We slowly reached the point where we decided we needed to fix the situation. We started taking more time in our lovemaking and trying different lubricants, and that did work much better for us. I also bought your book Better Than I ever Expected, and it has been very helpful.

However, I found that when we had romantic weekends, I would occasionally have problems maintaining my erection. That had never happened before and was really stressful, so I now use Levitra to have confidence that I can be erect. The effects of Levitra seem to linger, so I don’t feel like I need to take it right before lovemaking. I can take it anywhere from one to 12 hours ahead of time and it still works for me.

Unfortunately, no amount of foreplay, oral or manual stimulation was able to bring about an orgasm in my wife. This was really frustrating to me, since I felt that our lovemaking was too one-sided. I think it maybe bothered me more than my wife.
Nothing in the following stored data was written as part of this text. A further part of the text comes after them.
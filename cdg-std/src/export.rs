//! JSON export of a loaded song and the player state.
//!
//! Meant for scripts and tooling (jq and friends) that want to look at a CDG
//! file without linking the decoder.

use cdg_core::{Observer, Player, PlayerState};
use serde::Serialize;
use std::collections::BTreeMap;

/// What the decoder found in the file.
#[derive(Debug, Default, Serialize)]
pub struct StreamSummary {
    pub duration_ms: u64,
    /// Instruction count by name
    pub instruction_counts: BTreeMap<&'static str, usize>,
    pub instructions: usize,
    pub packets: usize,
}

#[derive(Debug, Serialize)]
pub struct StateExport {
    pub state: PlayerState,
    pub stream: StreamSummary,
}

impl StateExport {
    #[must_use]
    pub fn new<O: Observer>(player: &Player<O>) -> Self {
        let stream = player
            .stream()
            .map(|stream| {
                let mut instruction_counts = BTreeMap::new();
                for timed in stream.instructions() {
                    *instruction_counts
                        .entry(timed.instruction.name())
                        .or_default() += 1;
                }

                StreamSummary {
                    duration_ms: u64::try_from(stream.duration().as_millis())
                        .unwrap_or(u64::MAX),
                    instruction_counts,
                    instructions: stream.instructions().len(),
                    packets: stream.packets(),
                }
            })
            .unwrap_or_default();

        Self {
            state: player.state(),
            stream,
        }
    }
}

/// Player state and stream summary as pretty-printed JSON.
///
/// # Errors
///
/// Returns an error if JSON serialization fails
pub fn export_state_json<O: Observer>(player: &Player<O>) -> Result<String, serde_json::Error> {
    serde_json::to_string_pretty(&StateExport::new(player))
}

/// Same as [`export_state_json`] on a single line.
///
/// # Errors
///
/// Returns an error if JSON serialization fails
pub fn export_state_json_compact<O: Observer>(
    player: &Player<O>,
) -> Result<String, serde_json::Error> {
    serde_json::to_string(&StateExport::new(player))
}

#[cfg(test)]
#[expect(clippy::unwrap_used, reason = "Test code")]
mod tests {
    use super::*;
    use cdg_core::{PACKET_SIZE, SongInfo};

    fn song() -> Vec<u8> {
        let mut bytes = vec![0; 600 * PACKET_SIZE];
        // memory preset then border preset
        bytes[0] = 0x09;
        bytes[1] = 1;
        bytes[PACKET_SIZE] = 0x09;
        bytes[PACKET_SIZE + 1] = 2;
        bytes
    }

    #[test]
    fn test_export_unloaded() {
        let player = Player::new(());
        let json = export_state_json(&player).unwrap();

        let parsed: serde_json::Value = serde_json::from_str(&json).unwrap();
        assert_eq!(parsed["stream"]["packets"], 0);
        assert_eq!(parsed["state"]["playing"], false);
    }

    #[test]
    fn test_export_loaded() {
        let mut player = Player::new(());
        let info = SongInfo {
            title: "Title".into(),
            ..SongInfo::default()
        };
        player.load_song(&song(), info).unwrap();

        let pretty = export_state_json(&player).unwrap();
        let compact = export_state_json_compact(&player).unwrap();
        assert!(compact.len() < pretty.len());

        let parsed: serde_json::Value = serde_json::from_str(&compact).unwrap();
        assert_eq!(parsed["stream"]["packets"], 600);
        assert_eq!(parsed["stream"]["instructions"], 2);
        assert_eq!(parsed["stream"]["duration_ms"], 2000);
        assert_eq!(parsed["stream"]["instruction_counts"]["memory_preset"], 1);
        assert_eq!(parsed["state"]["title"], "Title");
        assert_eq!(parsed["state"]["duration_ms"], 2000);
    }
}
In the past, I was very good at knowing her body and her response and I could bring about very nice orgasms by a combination of oral and manual massaging.

So, after reading your book, and doing some additional reading and research, I spent $225 on an Eroscillator. We had never experimented with sex toys, so I wanted to get something that looked like it would be effective, and this seemed to have the recommendations and documentation to back it up.

What a difference! The first time we tried it, we spent some time together getting warmed up, and I used the soft fingertip attachment on her. My wife had her first orgasm in six years within just a few minutes, and she cried in my arms afterwards. This has made a huge difference in our lovemaking, and my wife now has very strong orgasms.

We are still trying to figure out the best way to work it into our lovemaking, we had never used any vibrators or sex toys before. I love it because I now can be sure that I can please her, and I want her to be able to come first. I like it because it is nearly silent, and very effective.

“soft fingertip”

Thank you, Tom, for your candor and for the details that will help other people in the same situation. As you know, I’ve been a fan of the Eroscillator (the soft fingertip attachment is my favorite, too!), and I found my own eyes starting to water when I read about your wife crying in your arms after her first orgasm in six years. As for how to work it into your lovemaking, the woman can hold it and use it for clitoral stimulation while her partner is caressing and arousing her manually, and she can also use it during intercourse, depending on the position.

“What would you tell others in your situation?” I asked Tom.

I would just tell others that there are ways to make things better. Talking with doctors and counselors can help, but I think that the familiarity of their doctors with sexual issues may be lacking, so specialists may be needed. I do know from personal experience how difficult it is to go to a doctor and ask for help on sexual matters. Requesting a prescription for Levitra was a very tough thing to do, so I can imagine that talking about more difficult issues can be very hard.

Fortunately, with some effort, the Internet can be a good source for information. That is where I learned about your book and blog, and I also picked up Dr. Ruth’s book. I also used it to search for different lubricants to try and learn about the Eroscillator. Especially for people who are not in a major city the Internet is a great tool.